Le trou dans la couche d’ozone // The hole in the ozone layer

drapeau francaisLa couche d’ozone est beaucoup moins populaire aujourd’hui qu’il y a quelques années, quand les chlorofluorocarbones étaient accusés de contribuer à son appauvrissement. Cependant, les scientifiques de la NASA et de la NOAA ont observé que le trou annuel dans la couche d’ozone au-dessus de l’Antarctique est plus grand que d’habitude en 2015 et qu’il s’est formé plus tard au cours des dernières années. Le trou d’ozone a atteint son maximum le 2 octobre 2015, avec une surface record pour la période 1991 – 2015. Cette grande taille a persisté tout au long du mois d’octobre, avec de nombreux records quotidiens. Au moment de son maximum il couvrait 28,2 millions de kilomètres carrés, soit une zone plus grande que le continent nord-américain. L’an dernier, le trou avait atteint son maximum le 11 septembre, avec 24,1 millions de kilomètres carrés.
L’appauvrissement de la couche d’ozone de l’Antarctique a été détecté pour la première fois au cours des années 1980. Le trou se forme et augmente en taille pendant les mois d’août et septembre en raison de la forte concentration de molécules de chlore et de brome dans la stratosphère. Ces molécules sont d’origine humaine et leur concentration dans l’atmosphère de la Terre a été en constante augmentation au début des années 1990.
Les scientifiques pensent que le trou s’est beaucoup agrandi cette année en raison des températures exceptionnellement froides et de la faible dynamique dans la stratosphère antarctique.
L’épaisseur minimale de la couche d’ozone (101 unités Dobson) a été enregistrée le 4 octobre. Avant l’agrandissement du trou d’ozone antarctique, les unités Dobson (utilisés pour mesurer la quantité d’ozone atmosphérique) variaient entre 250 et 350.
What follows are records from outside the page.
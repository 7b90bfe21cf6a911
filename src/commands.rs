fn runtime() -> std::io::Result<tokio::runtime::Runtime> {
    tokio::runtime::Builder::new_current_thread().enable_all().build()
}

pub mod registers {
    use crate::output::{self, Record};
    use crate::registers::{Catalog, Descriptor, Model};

    /// Search and output known Modbus registers.
    #[derive(clap::Parser)]
    pub struct Args {
        /// Only show registers whose name, region or address contains this text.
        filter: Option<String>,
        /// Only show registers exposed by this model.
        #[arg(long, short = 'm', value_enum)]
        model: Option<Model>,
        #[clap(flatten)]
        output: output::Args,
    }

    #[derive(thiserror::Error, Debug)]
    pub enum Error {
        #[error("could not output the registers")]
        Output(#[from] output::Error),
    }

    #[derive(serde::Serialize)]
    struct RegisterRecord<'a>(&'a Descriptor);

    impl Record for RegisterRecord<'_> {
        const HEADERS: &'static [&'static str] =
            &["Region", "Address", "Name", "Type", "Scale", "Mode", "Models", "Gate"];

        fn cells(&self) -> Vec<String> {
            let d = self.0;
            vec![
                d.kind.to_string(),
                d.address.to_string(),
                d.name.to_string(),
                d.data_type.to_string(),
                d.scale.to_string(),
                d.mode.to_string(),
                d.models.to_string(),
                d.gate
                    .map(|g| format!("{} == {}", g.register, g.required))
                    .unwrap_or_default(),
            ]
        }
    }

    pub fn is_match(register: &Descriptor, pattern: &str) -> bool {
        let pattern = pattern.to_lowercase();
        register.name.contains(&pattern)
            || register.kind.to_string().contains(&pattern)
            || register.address.to_string().contains(&pattern)
    }

    pub fn run(args: Args) -> Result<(), Error> {
        let mut output = args.output.to_output()?;
        for register in Catalog::GENESIS.registers() {
            if let Some(pattern) = &args.filter {
                if !is_match(register, pattern) {
                    continue;
                }
            }
            if let Some(model) = args.model {
                if !register.is_applicable(model) {
                    continue;
                }
            }
            output.record(&RegisterRecord(register))?;
        }
        Ok(output.commit()?)
    }
}

pub mod read {
    use crate::codec::Value;
    use crate::connection::{self, TcpTransport};
    use crate::output::{self, Record};
    use crate::registers::{Catalog, RegionKind};
    use crate::session::{self, Selection, Session};

    /// Read registers from the heat pump and output their values.
    #[derive(clap::Parser)]
    pub struct Args {
        #[clap(flatten)]
        connection: connection::Args,
        #[clap(flatten)]
        session: session::Args,
        /// Read all registers of this region. May be given multiple times.
        #[arg(long = "kind", short = 'k', value_enum)]
        kinds: Vec<RegionKind>,
        /// Read these registers. Everything the model exposes is read if neither registers nor
        /// regions are given.
        #[arg(long = "register", short = 'r')]
        names: Vec<String>,
        #[clap(flatten)]
        output: output::Args,
    }

    #[derive(thiserror::Error, Debug)]
    pub enum Error {
        #[error("could not start the async runtime")]
        Runtime(#[source] std::io::Error),
        #[error("could not read the registers")]
        Session(#[from] session::Error),
        #[error("could not output the values")]
        Output(#[from] output::Error),
    }

    #[derive(serde::Serialize)]
    struct ValueRecord {
        kind: RegionKind,
        address: u16,
        name: &'static str,
        value: Value,
    }

    impl Record for ValueRecord {
        const HEADERS: &'static [&'static str] = &["Region", "Address", "Name", "Value"];

        fn cells(&self) -> Vec<String> {
            vec![
                self.kind.to_string(),
                self.address.to_string(),
                self.name.to_string(),
                self.value.to_string(),
            ]
        }
    }

    impl Args {
        pub fn selection(&self) -> Selection {
            if !self.names.is_empty() {
                let mut names = self.names.clone();
                let catalog = Catalog::GENESIS;
                let model = self.session.model();
                names.extend(catalog.of_kinds(model, &self.kinds).map(|d| d.name.to_string()));
                Selection::Names(names)
            } else if !self.kinds.is_empty() {
                Selection::Kinds(self.kinds.clone())
            } else {
                Selection::All
            }
        }
    }

    pub fn run(args: Args) -> Result<(), Error> {
        let selection = args.selection();
        let transport = TcpTransport::new(args.connection.options());
        let mut session = Session::with_transport(
            transport,
            Catalog::GENESIS,
            args.session.model(),
            args.session.policy(),
        );
        let rt = super::runtime().map_err(Error::Runtime)?;
        rt.block_on(session.update(&selection))?;

        eprintln!(
            "{} at {}, firmware {}",
            session.model(),
            session.host(),
            session.firmware_version().unwrap_or("unknown")
        );
        let data = session.data();
        let mut output = args.output.to_output()?;
        for register in Catalog::GENESIS.registers() {
            let Some(value) = data.get(register.name) else {
                continue;
            };
            output.record(&ValueRecord {
                kind: register.kind,
                address: register.address,
                name: register.name,
                value,
            })?;
        }
        Ok(output.commit()?)
    }
}

pub mod write {
    use crate::codec;
    use crate::connection::{self, TcpTransport};
    use crate::registers::{self, Catalog};
    use crate::session::{self, Session};

    /// Write a value to a single register of the heat pump.
    #[derive(clap::Parser)]
    pub struct Args {
        #[clap(flatten)]
        connection: connection::Args,
        #[clap(flatten)]
        session: session::Args,
        /// The register to write.
        name: String,
        /// The value to write, in the same units as it is read.
        ///
        /// Coils accept `true`, `false`, `on`, `off`, `1` or `0`.
        #[arg(allow_negative_numbers = true)]
        value: String,
    }

    #[derive(thiserror::Error, Debug)]
    pub enum Error {
        #[error("could not start the async runtime")]
        Runtime(#[source] std::io::Error),
        #[error(transparent)]
        Catalog(#[from] registers::Error),
        #[error("invalid value")]
        Parse(#[from] codec::Error),
        #[error("could not write the register")]
        Session(#[from] session::Error),
    }

    pub fn run(args: Args) -> Result<(), Error> {
        let catalog = Catalog::GENESIS;
        let register = catalog.lookup(&args.name)?;
        let value = codec::parse(register, &args.value)?;
        let transport = TcpTransport::new(args.connection.options());
        let mut session = Session::with_transport(
            transport,
            catalog,
            args.session.model(),
            args.session.policy(),
        );
        let rt = super::runtime().map_err(Error::Runtime)?;
        let accepted = rt.block_on(session.set(register.name, value))?;
        println!("{} = {accepted}", register.name);
        Ok(())
    }
}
La couche d’ozone est extrêmement importante pour notre planète car elle nous protège des rayons ultraviolets qui peuvent provoquer le cancer de la peau, des cataractes, supprimer le système immunitaire et endommager les plantes. Cet effet sera particulièrement important dans tout l’Antarctique et l’hémisphère sud au cours des prochains mois.
Source: NASA et la NOAA.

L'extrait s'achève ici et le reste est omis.